La réalisation de cette nouvelle tranche répond à des impératifs de compacité des ouvrages et à l'absence de nuisances. Cette dernière préoccupation a d'ailleurs conduit à accompagner l'extension par l'amélioration des ouvrages existants, rénovation qui a porté essentiellement sur la transformation des anciens décanteurs lamellaires et sur le traitement des odeurs.

Objectifs du traitement

Les effluents à traiter proviennent en majeure partie d'un collecteur unique, transportant les eaux résiduaires du nord et de l'est de la ville de Toulouse, ainsi que de quelques communes limitrophes ; les industries sont dans cette zone peu nombreuses.

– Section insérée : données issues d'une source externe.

//! Stroke and fill definitions.
//!
//! - [`StrokeDefinition`]: color, width, dash pattern, cap and join of a line
//! - [`StrokeStyle`]: the dash pattern (solid, dashed, dotted)
//! - [`apply_stroke!`](crate::apply_stroke!) and [`apply_fill!`](crate::apply_fill!):
//!   macros setting the matching SVG attributes on any element
//!
//! ```
//! use slidegraph_core::draw::{StrokeCap, StrokeDefinition};
//! use slidegraph_core::color::Color;
//! use svg::node::element as svg_element;
//!
//! let mut stroke = StrokeDefinition::dashed(Color::from_rgb8(31, 78, 121), 1.5);
//! stroke.set_cap(StrokeCap::Round);
//!
//! let line = svg_element::Line::new().set("x1", 0).set("x2", 10);
//! let line = slidegraph_core::apply_stroke!(line, &stroke);
//! assert!(line.to_string().contains("stroke-dasharray"));
//! ```

use std::str::FromStr;

use serde::{Deserialize, Serialize};

use crate::{color::Color, geometry::px};

/// Dash pattern of a stroke.
///
/// Maps to the SVG `stroke-dasharray` attribute; solid lines emit none.
#[derive(Debug, Default, Clone, Copy, PartialEq, Eq, Hash, Serialize, Deserialize)]
#[serde(rename_all = "kebab-case")]
pub enum StrokeStyle {
    #[default]
    Solid,
    /// 6px dash, 4px gap
    Dashed,
    /// 2px dot, 3px gap
    Dotted,
}

impl StrokeStyle {
    /// Returns the SVG dasharray value for this style, or None for solid lines
    pub fn to_svg_value(self) -> Option<&'static str> {
        match self {
            Self::Solid => None,
            Self::Dashed => Some("6,4"),
            Self::Dotted => Some("2,3"),
        }
    }
}

impl FromStr for StrokeStyle {
    type Err = String;

    fn from_str(s: &str) -> Result<Self, Self::Err> {
        match s {
            "solid" => Ok(Self::Solid),
            "dashed" => Ok(Self::Dashed),
            "dotted" => Ok(Self::Dotted),
            _ => Err(format!(
                "invalid stroke style `{s}`, valid values: solid, dashed, dotted"
            )),
        }
    }
}

/// How line endpoints are rendered.
#[derive(Debug, Default, Clone, Copy, PartialEq, Eq)]
pub enum StrokeCap {
    #[default]
    Butt,
    Round,
    Square,
}

impl StrokeCap {
    /// Returns the SVG stroke-linecap value
    pub fn to_svg_value(self) -> &'static str {
        match self {
            Self::Butt => "butt",
            Self::Round => "round",
            Self::Square => "square",
        }
    }
}

/// How line corners are rendered.
#[derive(Debug, Default, Clone, Copy, PartialEq, Eq)]
pub enum StrokeJoin {
    #[default]
    Miter,
    Round,
    Bevel,
}

impl StrokeJoin {
    /// Returns the SVG stroke-linejoin value
    pub fn to_svg_value(self) -> &'static str {
        match self {
            Self::Miter => "miter",
            Self::Round => "round",
            Self::Bevel => "bevel",
        }
    }
}

/// A stroke definition for lines and outlines.
///
/// # Examples
///
/// ```
/// use slidegraph_core::draw::{StrokeDefinition, StrokeJoin, StrokeStyle};
/// use slidegraph_core::color::Color;
///
/// let mut stroke = StrokeDefinition::solid(Color::default(), 2.0);
/// stroke.set_join(StrokeJoin::Round);
/// assert_eq!(stroke.style(), StrokeStyle::Solid);
/// ```
#[derive(Debug, Clone, PartialEq)]
pub struct StrokeDefinition {
    color: Color,
    width: f32,
    style: StrokeStyle,
    cap: StrokeCap,
    join: StrokeJoin,
}

impl StrokeDefinition {
    /// Creates a solid stroke with butt caps and miter joins.
    pub fn new(color: Color, width: f32) -> Self {
        Self {
            color,
            width,
            ..Self::default()
        }
    }

    /// Creates a solid stroke (convenience constructor).
    pub fn solid(color: Color, width: f32) -> Self {
        Self::new(color, width)
    }

    /// Creates a dashed stroke (convenience constructor).
    pub fn dashed(color: Color, width: f32) -> Self {
        let mut stroke = Self::new(color, width);
        stroke.set_style(StrokeStyle::Dashed);
        stroke
    }

    /// Creates a dotted stroke (convenience constructor).
    pub fn dotted(color: Color, width: f32) -> Self {
        let mut stroke = Self::new(color, width);
        stroke.set_style(StrokeStyle::Dotted);
        stroke
    }

    /// Creates a stroke with the given style.
    pub fn styled(color: Color, width: f32, style: StrokeStyle) -> Self {
        let mut stroke = Self::new(color, width);
        stroke.set_style(style);
        stroke
    }

    pub fn color(&self) -> Color {
        self.color
    }

    /// Returns the stroke width, rounded for output.
    pub fn width(&self) -> f32 {
        px(self.width)
    }

    pub fn style(&self) -> StrokeStyle {
        self.style
    }

    pub fn cap(&self) -> StrokeCap {
        self.cap
    }

    pub fn join(&self) -> StrokeJoin {
        self.join
    }

    pub fn set_color(&mut self, color: Color) {
        self.color = color;
    }

    pub fn set_style(&mut self, style: StrokeStyle) {
        self.style = style;
    }

    pub fn set_cap(&mut self, cap: StrokeCap) {
        self.cap = cap;
    }

    pub fn set_join(&mut self, join: StrokeJoin) {
        self.join = join;
    }
}

impl Default for StrokeDefinition {
    fn default() -> Self {
        Self {
            color: Color::default(),
            width: 1.0,
            style: StrokeStyle::default(),
            cap: StrokeCap::default(),
            join: StrokeJoin::default(),
        }
    }
}

/// Apply all stroke attributes to an SVG element.
///
/// Sets color, opacity, width, line cap, line join, and the dash pattern
/// when the style is not solid.
#[macro_export]
macro_rules! apply_stroke {
    ($element:expr, $stroke:expr) => {{
        let mut elem = $element
            .set("stroke", $stroke.color().to_string())
            .set("stroke-opacity", $stroke.color().alpha())
            .set("stroke-width", $stroke.width())
            .set("stroke-linecap", $stroke.cap().to_svg_value())
            .set("stroke-linejoin", $stroke.join().to_svg_value());

        if let Some(dasharray) = $stroke.style().to_svg_value() {
            elem = elem.set("stroke-dasharray", dasharray);
        }

        elem
    }};
}

/// Apply an optional fill color to an SVG element.
///
/// `None` sets `fill="none"`.
#[macro_export]
macro_rules! apply_fill {
    ($element:expr, $fill:expr) => {{
        match $fill {
            Some(color) => $element
                .set("fill", color.to_string())
                .set("fill-opacity", color.alpha()),
            None => $element.set("fill", "none"),
        }
    }};
}

#[cfg(test)]
mod tests {
    use svg::node::element as svg_element;

    use super::*;

    #[test]
    fn test_stroke_default() {
        let stroke = StrokeDefinition::default();
        assert_eq!(stroke.width(), 1.0);
        assert_eq!(stroke.color().to_string(), "#000000");
        assert_eq!(stroke.style(), StrokeStyle::Solid);
        assert_eq!(stroke.cap(), StrokeCap::Butt);
        assert_eq!(stroke.join(), StrokeJoin::Miter);
    }

    #[test]
    fn test_stroke_constructors() {
        let color = Color::from_rgb8(255, 0, 0);

        assert_eq!(StrokeDefinition::solid(color, 2.0).style(), StrokeStyle::Solid);
        assert_eq!(StrokeDefinition::dashed(color, 1.5).style(), StrokeStyle::Dashed);
        assert_eq!(StrokeDefinition::dotted(color, 1.0).style(), StrokeStyle::Dotted);
        assert_eq!(
            StrokeDefinition::styled(color, 1.0, StrokeStyle::Dotted),
            StrokeDefinition::dotted(color, 1.0)
        );
    }

    #[test]
    fn test_stroke_width_is_sanitized() {
        let stroke = StrokeDefinition::new(Color::default(), f32::NAN);
        assert_eq!(stroke.width(), 0.0);
    }

    #[test]
    fn test_stroke_style_from_str() {
        assert_eq!("solid".parse::<StrokeStyle>(), Ok(StrokeStyle::Solid));
        assert_eq!("dashed".parse::<StrokeStyle>(), Ok(StrokeStyle::Dashed));
        assert_eq!("dotted".parse::<StrokeStyle>(), Ok(StrokeStyle::Dotted));

        let result = "wavy".parse::<StrokeStyle>();
        assert!(result.unwrap_err().contains("invalid stroke style"));
    }

    #[test]
    fn test_apply_stroke_dasharray() {
        let solid = StrokeDefinition::solid(Color::default(), 1.0);
        let line = crate::apply_stroke!(svg_element::Line::new(), &solid);
        assert!(!line.to_string().contains("stroke-dasharray"));

        let dashed = StrokeDefinition::dashed(Color::default(), 1.0);
        let line = crate::apply_stroke!(svg_element::Line::new(), &dashed);
        assert!(line.to_string().contains("stroke-dasharray=\"6,4\""));
    }

    #[test]
    fn test_apply_fill() {
        let rect = crate::apply_fill!(svg_element::Rectangle::new(), None::<Color>);
        assert!(rect.to_string().contains("fill=\"none\""));

        let rect = crate::apply_fill!(
            svg_element::Rectangle::new(),
            Some(Color::from_rgb8(255, 0, 0))
        );
        assert!(rect.to_string().contains("fill=\"#ff0000\""));
    }
}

Les tableaux I et II donnent les principales caractéristiques de l'eau brute prises en compte pour le dimensionnement de la nouvelle station d’épuration. La première colonne est relative aux valeurs maximales rencontrées, alors que la seconde correspond aux valeurs moyennes observées durant les dernières années disponibles. Il s'agit d'un effluent urbain caractéristique d'un réseau de type pseudo-séparatif. Le rapport DCO/DBO₅, compris entre 2,0 et 2,2, traduit un effluent de type essentiellement urbain. Les autres colonnes sont relatives à l'effluent effectivement rencontré lors du démarrage de l'installation ; ces valeurs seront discutées ultérieurement.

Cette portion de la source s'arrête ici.